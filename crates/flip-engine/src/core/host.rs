use anyhow::{bail, Context, Result};

use crate::camera::Camera;
use crate::gfx::GfxRef;
use crate::input::{InputEvent, InputState};
use crate::loader::Loader;
use crate::profile::{Profile, ProfileRecord, RECORD_LEN};
use crate::render::{DefaultPass, Renderer};
use crate::time::{FrameClock, TimeControl};

use super::{make_camera, make_renderer, AppCtx, Application, LoopControl};

#[derive(Default)]
struct FrameProfiles {
    update: ProfileRecord,
    display: ProfileRecord,
    frame: ProfileRecord,
}

impl FrameProfiles {
    fn log(&self) {
        for (name, record) in [("update", &self.update), ("display", &self.display), ("frame", &self.frame)] {
            let s = record.stats();
            log::debug!("{name}: min {:.3} ms, mean {:.3} ms, max {:.3} ms", s.min, s.mean, s.max);
        }
    }
}

/// Renderer and camera; absent when headless.
struct View {
    renderer: Box<dyn Renderer>,
    camera: Box<dyn Camera>,
}

/// Drives one application against one backend.
///
/// Fields drop in declaration order: everything holding GPU resources goes
/// before the last `gfx` handle.
pub(crate) struct Host<A: Application> {
    app: A,
    view: Option<View>,
    loader: Loader,
    gfx: GfxRef,

    input: InputState,
    clock: FrameClock,
    time: TimeControl,
    profiles: FrameProfiles,
    frame: u64,
}

impl<A: Application> Host<A> {
    /// Builds the engine subsystems and initializes `app`.
    pub(crate) fn new(app: A, gfx: GfxRef, clear_color: [f32; 4]) -> Result<Self> {
        let renderer = make_renderer(gfx.clone(), clear_color).context("failed to create renderer")?;
        Self::with_view(app, gfx, Some(View { renderer, camera: make_camera() }))
    }

    /// Initializes `app` without renderer or camera. Frames only update.
    pub(crate) fn headless(app: A, gfx: GfxRef) -> Result<Self> {
        Self::with_view(app, gfx, None)
    }

    fn with_view(mut app: A, gfx: GfxRef, view: Option<View>) -> Result<Self> {
        let mut loader = Loader::new(gfx.clone())?;

        app.initialize(&mut AppCtx::new(&gfx, &mut loader, view.is_none()))
            .context("application initialization failed")?;

        let mut input = InputState::new(false);
        input.begin_frame(0);

        Ok(Self {
            app,
            view,
            loader,
            gfx,
            input,
            clock: FrameClock::new(),
            time: TimeControl::default(),
            profiles: FrameProfiles::default(),
            frame: 0,
        })
    }

    /// Updates input state, then offers the event to the application, the
    /// renderer and the camera, stopping at the first that consumes it.
    pub(crate) fn event(&mut self, event: &InputEvent) -> bool {
        self.input.apply(event);
        self.app.event(event)
            || self.view.as_mut().is_some_and(|v| v.renderer.event(event) || v.camera.event(event))
    }

    pub(crate) fn input(&self) -> &InputState {
        &self.input
    }

    /// Restarts frame timing, e.g. after the window was hidden.
    pub(crate) fn reset_clock(&mut self) {
        self.clock.reset();
    }

    /// Runs one frame: update, then display inside the default pass.
    pub(crate) fn frame(&mut self) -> Result<LoopControl> {
        let frame_profile = Profile::new(&mut self.profiles.frame);

        let ft = self.clock.tick();
        self.loader.poll();
        let time = self.time.update(ft.dt);

        let control = {
            let _profile = Profile::new(&mut self.profiles.update);
            if let Some(view) = self.view.as_mut() {
                view.camera.update(&time);
            }
            self.app.update(&time, &self.input)
        };

        if control == LoopControl::Continue
            && let Some(view) = self.view.as_mut()
        {
            let _profile = Profile::new(&mut self.profiles.display);
            let camera_view = *view.camera.camera_view();
            let mut pass = DefaultPass::new(view.renderer.as_mut(), &camera_view);
            self.app.display(&mut *pass).context("display failed")?;
        }
        drop(frame_profile);

        // Events arriving before the next redraw belong to the next frame.
        self.frame += 1;
        self.input.begin_frame(self.frame);

        if self.frame % RECORD_LEN as u64 == 0 {
            log::debug!("frame {} on {:?}", self.frame, self.gfx.framebuffer_size());
            self.profiles.log();
        }

        Ok(control)
    }

    /// Runs at most `max_frames` frames, stopping early when the
    /// application breaks.
    pub(crate) fn run_frames(&mut self, max_frames: usize) -> Result<()> {
        for _ in 0..max_frames {
            match self.frame()? {
                LoopControl::Continue => {}
                LoopControl::Break => return Ok(()),
                LoopControl::BreakFailure => bail!("application requested failure exit"),
            }
        }
        Ok(())
    }
}

#[cfg(test)]
mod tests {
    use super::*;
    use crate::gfx::recording::{Call, RecordingGfx};
    use crate::input::{ButtonState, Key, Modifiers};
    use crate::render::{Color, Shape};
    use crate::time::Time;
    use glam::Mat4;
    use std::rc::Rc;

    #[derive(Default)]
    struct Script {
        initialized: bool,
        headless: bool,
        updates: usize,
        displays: usize,
        consume_events: bool,
        seen_events: usize,
        control: LoopControl,
        fail_display: bool,
        escape_released: Vec<bool>,
    }

    impl Application for Script {
        fn initialize(&mut self, ctx: &mut AppCtx<'_>) -> Result<()> {
            assert_eq!(ctx.framebuffer_size(), (1280, 720));
            self.initialized = true;
            self.headless = ctx.is_headless();
            Ok(())
        }

        fn update(&mut self, _time: &Time, input: &InputState) -> LoopControl {
            self.updates += 1;
            self.escape_released.push(input.keyboard.released(Key::Escape));
            self.control
        }

        fn display(&mut self, renderer: &mut dyn Renderer) -> Result<()> {
            self.displays += 1;
            renderer.draw_shape(Mat4::IDENTITY, Shape::Cube, Color::RED)?;
            anyhow::ensure!(!self.fail_display, "display failed on purpose");
            Ok(())
        }

        fn event(&mut self, _event: &InputEvent) -> bool {
            self.seen_events += 1;
            self.consume_events
        }
    }

    fn host(app: Script) -> (Rc<RecordingGfx>, Host<Script>) {
        let rec = RecordingGfx::new();
        let gfx: GfxRef = rec.clone();
        let host = Host::new(app, gfx, [0.1, 0.1, 0.1, 1.0]).unwrap();
        (rec, host)
    }

    fn camera_eye(host: &Host<Script>) -> glam::Vec3 {
        host.view.as_ref().unwrap().camera.camera_view().eye
    }

    fn escape(state: ButtonState) -> InputEvent {
        InputEvent::Key { key: Key::Escape, state, modifiers: Modifiers::default(), repeat: false }
    }

    #[test]
    fn frame_updates_then_displays_inside_a_pass() {
        let (rec, mut host) = host(Script::default());
        assert!(host.app.initialized);
        rec.clear_calls();

        assert_eq!(host.frame().unwrap(), LoopControl::Continue);
        assert_eq!(host.app.updates, 1);
        assert_eq!(host.app.displays, 1);

        let calls = rec.calls();
        assert_eq!(calls.first(), Some(&Call::BeginPass));
        assert_eq!(&calls[calls.len() - 2..], &[Call::EndPass, Call::Commit]);
        assert_eq!(rec.count(|c| matches!(c, Call::Draw { .. })), 1);
    }

    #[test]
    fn break_skips_display() {
        let (rec, mut host) = host(Script { control: LoopControl::Break, ..Script::default() });
        rec.clear_calls();

        assert_eq!(host.frame().unwrap(), LoopControl::Break);
        assert_eq!(host.app.displays, 0);
        assert_eq!(rec.count(|c| *c == Call::BeginPass), 0);
    }

    #[test]
    fn display_error_still_closes_the_pass() {
        let (rec, mut host) = host(Script { fail_display: true, ..Script::default() });
        rec.clear_calls();

        assert!(host.frame().is_err());
        assert_eq!(rec.count(|c| *c == Call::EndPass), 1);
        assert_eq!(rec.count(|c| *c == Call::Commit), 1);
    }

    #[test]
    fn consumed_event_stops_dispatch() {
        let (_rec, mut host) = host(Script { consume_events: true, ..Script::default() });
        let wheel = InputEvent::Wheel {
            delta: crate::input::WheelDelta::Lines(3.0),
            modifiers: Modifiers::default(),
        };
        let before = camera_eye(&host);

        assert!(host.event(&wheel));
        assert_eq!(host.app.seen_events, 1);
        assert_eq!(camera_eye(&host), before);
    }

    #[test]
    fn unconsumed_wheel_reaches_the_camera() {
        let (_rec, mut host) = host(Script::default());
        let wheel = InputEvent::Wheel {
            delta: crate::input::WheelDelta::Lines(3.0),
            modifiers: Modifiers::default(),
        };
        let before = camera_eye(&host);

        assert!(host.event(&wheel));
        assert_ne!(camera_eye(&host), before);
    }

    #[test]
    fn release_between_frames_is_seen_by_next_update_only() {
        let (_rec, mut host) = host(Script::default());
        host.frame().unwrap();

        host.event(&escape(ButtonState::Pressed));
        host.event(&escape(ButtonState::Released));
        host.frame().unwrap();
        host.frame().unwrap();

        assert_eq!(host.app.escape_released, vec![false, true, false]);
    }

    #[test]
    fn initialize_failure_is_reported() {
        struct Failing;
        impl Application for Failing {
            fn initialize(&mut self, _ctx: &mut AppCtx<'_>) -> Result<()> {
                anyhow::bail!("no assets")
            }
            fn display(&mut self, _renderer: &mut dyn Renderer) -> Result<()> {
                Ok(())
            }
        }

        let gfx: GfxRef = RecordingGfx::new();
        assert!(Host::new(Failing, gfx, [0.0; 4]).is_err());
    }

    #[test]
    fn dropping_the_host_releases_engine_resources() {
        let (rec, host) = host(Script::default());
        drop(host);
        assert_eq!(rec.live_buffers(), 0);
        assert_eq!(rec.live_pipelines(), 0);
    }

    fn headless_host(app: Script) -> (Rc<RecordingGfx>, Host<Script>) {
        let rec = RecordingGfx::new();
        let gfx: GfxRef = rec.clone();
        let host = Host::headless(app, gfx).unwrap();
        (rec, host)
    }

    #[test]
    fn windowed_initialize_is_not_headless() {
        let (_rec, host) = host(Script::default());
        assert!(!host.app.headless);
    }

    #[test]
    fn headless_frames_update_without_drawing() {
        let (rec, mut host) = headless_host(Script::default());
        assert!(host.app.initialized);
        assert!(host.app.headless);
        assert_eq!(rec.live_pipelines(), 0);

        host.run_frames(10).unwrap();
        assert_eq!(host.app.updates, 10);
        assert_eq!(host.app.displays, 0);
        assert_eq!(rec.count(|c| *c == Call::BeginPass), 0);
        assert_eq!(rec.count(|c| *c == Call::Commit), 0);
    }

    #[test]
    fn run_frames_stops_when_the_app_breaks() {
        let (_rec, mut host) = headless_host(Script { control: LoopControl::Break, ..Script::default() });
        host.run_frames(10).unwrap();
        assert_eq!(host.app.updates, 1);
    }

    #[test]
    fn run_frames_reports_break_failure() {
        let (_rec, mut host) = headless_host(Script { control: LoopControl::BreakFailure, ..Script::default() });
        assert!(host.run_frames(10).is_err());
        assert_eq!(host.app.updates, 1);
    }

    #[test]
    fn headless_events_stop_at_the_app() {
        let (_rec, mut host) = headless_host(Script::default());
        let wheel = InputEvent::Wheel {
            delta: crate::input::WheelDelta::Lines(3.0),
            modifiers: Modifiers::default(),
        };

        assert!(!host.event(&wheel));
        assert_eq!(host.app.seen_events, 1);
    }
}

□ □ □ □ □

_What you need to do_
Return, in full, every line of these entries that holds "true".

_Answer box_
            self.initialized = true;
        let (rec, mut host) = host(Script { fail_display: true, ..Script::default() });
        let (_rec, mut host) = host(Script { consume_events: true, ..Script::default() });
        assert_eq!(host.app.escape_released, vec![false, true, false]);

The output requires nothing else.